Aim of the task »
Where the string "give" occurs in the material below, report the whole line.

BEGIN

//! Built-in license catalog
//!
//! Declaration order here is the listing order. Lookup keys and aliases
//! are indexed by the parent module; later entries win on collision, so
//! `LGPL-2.1-only` (declared after `LGPL-2.1-or-later`) owns the
//! ambiguous `lgpl21`-style shorthands.

use super::spec::{
    FieldDefault, FieldSpec, LicenseSpec, PostProcess, Replacement, ReplacementValue, NOTICE_KEY,
};

const YEAR: FieldSpec = FieldSpec {
    key: "year",
    prompt: "Copyright year",
    default: Some(FieldDefault::CurrentYear),
    optional: false,
    placeholder: Some("<year>"),
};

const COPYRIGHT_HOLDER: FieldSpec = FieldSpec {
    key: "copyright_holder",
    prompt: "Copyright holder",
    default: Some(FieldDefault::AuthorName),
    optional: false,
    placeholder: Some("<copyright holder>"),
};

/// CC0 and the Unlicense address an "author or holder"
const AUTHOR_OR_HOLDER: FieldSpec = FieldSpec {
    prompt: "Author or holder",
    ..COPYRIGHT_HOLDER
};

const AUTHOR: FieldSpec = FieldSpec {
    prompt: "Author",
    ..COPYRIGHT_HOLDER
};

/// BSD variants call the holder field `owner`
const OWNER: FieldSpec = FieldSpec {
    key: "owner",
    prompt: "Copyright holder",
    default: Some(FieldDefault::AuthorName),
    optional: false,
    placeholder: Some("<owner>"),
};

const EMAIL: FieldSpec = FieldSpec {
    key: "email",
    prompt: "Contact email (optional)",
    default: Some(FieldDefault::AuthorEmail),
    optional: true,
    placeholder: Some("<email>"),
};

const PROJECT_NAME: FieldSpec = FieldSpec {
    key: "project_name",
    prompt: "Project name",
    default: Some(FieldDefault::WorkingDirName),
    optional: false,
    placeholder: Some("<project name>"),
};

const PROGRAM_NAME: FieldSpec = FieldSpec {
    key: "program_name",
    prompt: "Program name",
    default: Some(FieldDefault::WorkingDirName),
    optional: false,
    placeholder: Some("<program name>"),
};

const LIBRARY_OR_PROGRAM_NAME: FieldSpec = FieldSpec {
    prompt: "Library or program name",
    ..PROGRAM_NAME
};

const PROGRAM_OR_LIBRARY_NAME: FieldSpec = FieldSpec {
    prompt: "Program or library name",
    ..PROGRAM_NAME
};

const PROGRAM_DESCRIPTION: FieldSpec = FieldSpec {
    key: "program_description",
    prompt: "Program description",
    default: None,
    optional: true,
    placeholder: Some("<description>"),
};

const PROGRAM_URL: FieldSpec = FieldSpec {
    key: "program_url",
    prompt: "Project URL (optional)",
    default: None,
    optional: true,
    placeholder: Some("<url>"),
};

/// Sample notice line in the GPLv3/AGPLv3 appendix
const GPL3_TAGLINE_TOKEN: &str =
    "<one line to give the program's name and a brief idea of what it does.>";

/// Combined notice line in the GPLv2 appendix (note the 5-space indent)
const GPL2_NOTICE_TOKEN: &str =
    "     one line to give the program's name and an idea of what it does. Copyright (C) yyyy name of author";

/// Two-line notice block in the LGPLv2.1 appendix
const LGPL21_NOTICE_TOKEN: &str =
    "     one line to give the library's name and an idea of what it does.\n     Copyright (C) year  name of author";

const PROJECT_PREAMBLE: &str = "{project_name}\nCopyright (c) {year} {copyright_holder}";

const COPYRIGHT_PREAMBLE: &str = "Copyright (c) {year} {copyright_holder}";

const GPL_FIELDS: &[FieldSpec] = &[
    YEAR,
    COPYRIGHT_HOLDER,
    EMAIL,
    PROGRAM_NAME,
    PROGRAM_DESCRIPTION,
    PROGRAM_URL,
];

const LGPL21_FIELDS: &[FieldSpec] = &[
    YEAR,
    COPYRIGHT_HOLDER,
    EMAIL,
    LIBRARY_OR_PROGRAM_NAME,
    PROGRAM_DESCRIPTION,
    PROGRAM_URL,
];

const LGPL3_FIELDS: &[FieldSpec] = &[
    YEAR,
    COPYRIGHT_HOLDER,
    EMAIL,
    PROGRAM_OR_LIBRARY_NAME,
    PROGRAM_DESCRIPTION,
    PROGRAM_URL,
];

const GPL3_REPLACEMENTS: &[Replacement] = &[
    Replacement {
        tokens: &["<year>"],
        value: ReplacementValue::Key("year"),
    },
    Replacement {
        tokens: &["<name of author>"],
        value: ReplacementValue::HolderWithEmail {
            holder_key: "copyright_holder",
        },
    },
    Replacement {
        tokens: &["<program>"],
        value: ReplacementValue::Key("program_name"),
    },
    Replacement {
        tokens: &[GPL3_TAGLINE_TOKEN],
        value: ReplacementValue::ProgramTagline,
    },
];

/// The AGPL appendix has no interactive-mode `<program>` sample
const AGPL3_REPLACEMENTS: &[Replacement] = &[
    Replacement {
        tokens: &["<year>"],
        value: ReplacementValue::Key("year"),
    },
    Replacement {
        tokens: &["<name of author>"],
        value: ReplacementValue::HolderWithEmail {
            holder_key: "copyright_holder",
        },
    },
    Replacement {
        tokens: &[GPL3_TAGLINE_TOKEN],
        value: ReplacementValue::ProgramTagline,
    },
];

const GPL2_REPLACEMENTS: &[Replacement] = &[Replacement {
    tokens: &[GPL2_NOTICE_TOKEN],
    value: ReplacementValue::Key(NOTICE_KEY),
}];

const LGPL21_REPLACEMENTS: &[Replacement] = &[Replacement {
    tokens: &[LGPL21_NOTICE_TOKEN],
    value: ReplacementValue::Key(NOTICE_KEY),
}];

const BSD_REPLACEMENTS: &[Replacement] = &[
    Replacement {
        tokens: &["<year>"],
        value: ReplacementValue::Key("year"),
    },
    Replacement {
        tokens: &["<owner>"],
        value: ReplacementValue::HolderWithEmail { holder_key: "owner" },
    },
];

pub(super) static CATALOG: &[LicenseSpec] = &[
    LicenseSpec {
        key: "MIT",
        name: "MIT License",
        filename: "MIT.txt",
        aliases: &["mit", "mitlicense"],
        fields: &[YEAR, COPYRIGHT_HOLDER, EMAIL],
        replacements: &[
            Replacement {
                tokens: &["<year>"],
                value: ReplacementValue::Key("year"),
            },
            Replacement {
                tokens: &["<copyright holders>"],
                value: ReplacementValue::HolderWithEmail {
                    holder_key: "copyright_holder",
                },
            },
        ],
        preamble: None,
        post_process: None,
    },
    LicenseSpec {
        key: "AGPL-3.0-only",
        name: "GNU AGPL v3 (only)",
        filename: "AGPL-3.0-only.txt",
        aliases: &["agpl-3.0-only", "agpl3-only"],
        fields: GPL_FIELDS,
        replacements: AGPL3_REPLACEMENTS,
        preamble: None,
        post_process: None,
    },
    LicenseSpec {
        key: "LGPL-2.1-or-later",
        name: "GNU LGPL v2.1 (or later)",
        filename: "LGPL-2.1-or-later.txt",
        aliases: &["lgpl-2.1", "lgpl2.1", "lgpl-2.1+", "lgpl21-or-later"],
        fields: LGPL21_FIELDS,
        replacements: LGPL21_REPLACEMENTS,
        preamble: None,
        post_process: Some(PostProcess::LibraryNoticeBlock),
    },
    LicenseSpec {
        key: "LGPL-2.1-only",
        name: "GNU LGPL v2.1 (only)",
        filename: "LGPL-2.1-only.txt",
        aliases: &["lgpl-2.1-only", "lgpl21"],
        fields: LGPL21_FIELDS,
        replacements: LGPL21_REPLACEMENTS,
        preamble: None,
        post_process: Some(PostProcess::LibraryNoticeBlock),
    },
    LicenseSpec {
        key: "GPL-2.0-only",
        name: "GNU GPL v2 (only)",
        filename: "GPL-2.0-only.txt",
        aliases: &["gpl-2.0-only", "gpl2-only"],
        fields: GPL_FIELDS,
        replacements: GPL2_REPLACEMENTS,
        preamble: None,
        post_process: Some(PostProcess::ProgramNoticeLine),
    },
    LicenseSpec {
        key: "GPL-3.0-only",
        name: "GNU GPL v3 (only)",
        filename: "GPL-3.0-only.txt",
        aliases: &["gpl-3.0-only", "gpl3-only"],
        fields: GPL_FIELDS,
        replacements: GPL3_REPLACEMENTS,
        preamble: None,
        post_process: None,
    },
    LicenseSpec {
        key: "CC0-1.0",
        name: "Creative Commons CC0 1.0 Universal",
        filename: "CC0-1.0.txt",
        aliases: &["cc0", "cc0-1.0", "creative-commons-zero"],
        fields: &[PROJECT_NAME, YEAR, AUTHOR_OR_HOLDER],
        replacements: &[],
        preamble: Some(PROJECT_PREAMBLE),
        post_process: None,
    },
    LicenseSpec {
        key: "BSL-1.0",
        name: "Boost Software License 1.0",
        filename: "BSL-1.0.txt",
        aliases: &["bsl", "boost", "boost-1.0"],
        fields: &[YEAR, COPYRIGHT_HOLDER],
        replacements: &[],
        preamble: Some(COPYRIGHT_PREAMBLE),
        post_process: None,
    },
    LicenseSpec {
        key: "ISC",
        name: "ISC License",
        filename: "ISC.txt",
        aliases: &["isc"],
        fields: &[YEAR, COPYRIGHT_HOLDER],
        replacements: &[],
        preamble: Some(COPYRIGHT_PREAMBLE),
        post_process: None,
    },
    LicenseSpec {
        key: "Apache-2.0",
        name: "Apache License 2.0",
        filename: "Apache-2.0.txt",
        aliases: &["apache", "apache2", "apache-2", "apache20"],
        fields: &[YEAR, COPYRIGHT_HOLDER, EMAIL],
        replacements: &[
            Replacement {
                tokens: &["[yyyy]"],
                value: ReplacementValue::Key("year"),
            },
            Replacement {
                tokens: &["[name of copyright owner]"],
                value: ReplacementValue::HolderWithEmail {
                    holder_key: "copyright_holder",
                },
            },
        ],
        preamble: None,
        post_process: None,
    },
    LicenseSpec {
        key: "BSD-3-Clause",
        name: "BSD 3-Clause License",
        filename: "BSD-3-Clause.txt",
        aliases: &["bsd3", "bsd-3", "bsd-3-clause"],
        fields: &[YEAR, OWNER],
        replacements: BSD_REPLACEMENTS,
        preamble: None,
        post_process: None,
    },
    LicenseSpec {
        key: "BSD-2-Clause",
        name: "BSD 2-Clause License",
        filename: "BSD-2-Clause.txt",
        aliases: &["bsd2", "bsd-2", "simplifiedbsd"],
        fields: &[YEAR, OWNER],
        replacements: BSD_REPLACEMENTS,
        preamble: None,
        post_process: None,
    },
    LicenseSpec {
        key: "GPL-3.0-or-later",
        name: "GNU GPL v3 (or later)",
        filename: "GPL-3.0-or-later.txt",
        aliases: &["gpl3", "gpl-3", "gplv3", "gpl-3.0"],
        fields: GPL_FIELDS,
        replacements: GPL3_REPLACEMENTS,
        preamble: None,
        post_process: None,
    },
    LicenseSpec {
        key: "GPL-2.0-or-later",
        name: "GNU GPL v2 (or later)",
        filename: "GPL-2.0-or-later.txt",
        aliases: &["gpl2", "gpl-2", "gplv2", "gpl-2.0"],
        fields: GPL_FIELDS,
        replacements: GPL2_REPLACEMENTS,
        preamble: None,
        post_process: Some(PostProcess::ProgramNoticeLine),
    },
    LicenseSpec {
        key: "LGPL-3.0-or-later",
        name: "GNU LGPL v3 (or later)",
        filename: "LGPL-3.0-or-later.txt",
        aliases: &["lgpl3", "lgpl-3", "lgplv3"],
        fields: LGPL3_FIELDS,
        // The shipped text is the bare LGPLv3 supplement, which carries no
        // appendix tokens; these rules simply find nothing to replace.
        replacements: GPL3_REPLACEMENTS,
        preamble: None,
        post_process: None,
    },
    LicenseSpec {
        key: "AGPL-3.0-or-later",
        name: "GNU AGPL v3 (or later)",
        filename: "AGPL-3.0-or-later.txt",
        aliases: &["agpl3", "agpl-3", "agplv3"],
        fields: GPL_FIELDS,
        replacements: AGPL3_REPLACEMENTS,
        preamble: None,
        post_process: None,
    },
    LicenseSpec {
        key: "MPL-2.0",
        name: "Mozilla Public License 2.0",
        filename: "MPL-2.0.txt",
        aliases: &["mpl", "mpl2"],
        fields: &[PROJECT_NAME, YEAR, COPYRIGHT_HOLDER],
        replacements: &[],
        preamble: Some(PROJECT_PREAMBLE),
        post_process: None,
    },
    LicenseSpec {
        key: "EPL-2.0",
        name: "Eclipse Public License 2.0",
        filename: "EPL-2.0.txt",
        aliases: &["epl", "epl2"],
        fields: &[PROJECT_NAME, YEAR, COPYRIGHT_HOLDER],
        replacements: &[],
        preamble: Some(PROJECT_PREAMBLE),
        post_process: None,
    },
    LicenseSpec {
        key: "Unlicense",
        name: "The Unlicense",
        filename: "Unlicense.txt",
        aliases: &["unlicense", "public-domain"],
        fields: &[PROJECT_NAME, YEAR, AUTHOR_OR_HOLDER],
        replacements: &[],
        preamble: Some(PROJECT_PREAMBLE),
        post_process: None,
    },
    LicenseSpec {
        key: "WTFPL",
        name: "Do What The F*ck You Want To Public License",
        filename: "WTFPL.txt",
        aliases: &["wtfpl"],
        fields: &[PROJECT_NAME, YEAR, AUTHOR],
        replacements: &[],
        preamble: Some(PROJECT_PREAMBLE),
        post_process: None,
    },
];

END

Worked solution »
    "<one line to give the program's name and a brief idea of what it does.>";
    "     one line to give the program's name and an idea of what it does. Copyright (C) yyyy name of author";
    "     one line to give the library's name and an idea of what it does.\n     Copyright (C) year  name of author";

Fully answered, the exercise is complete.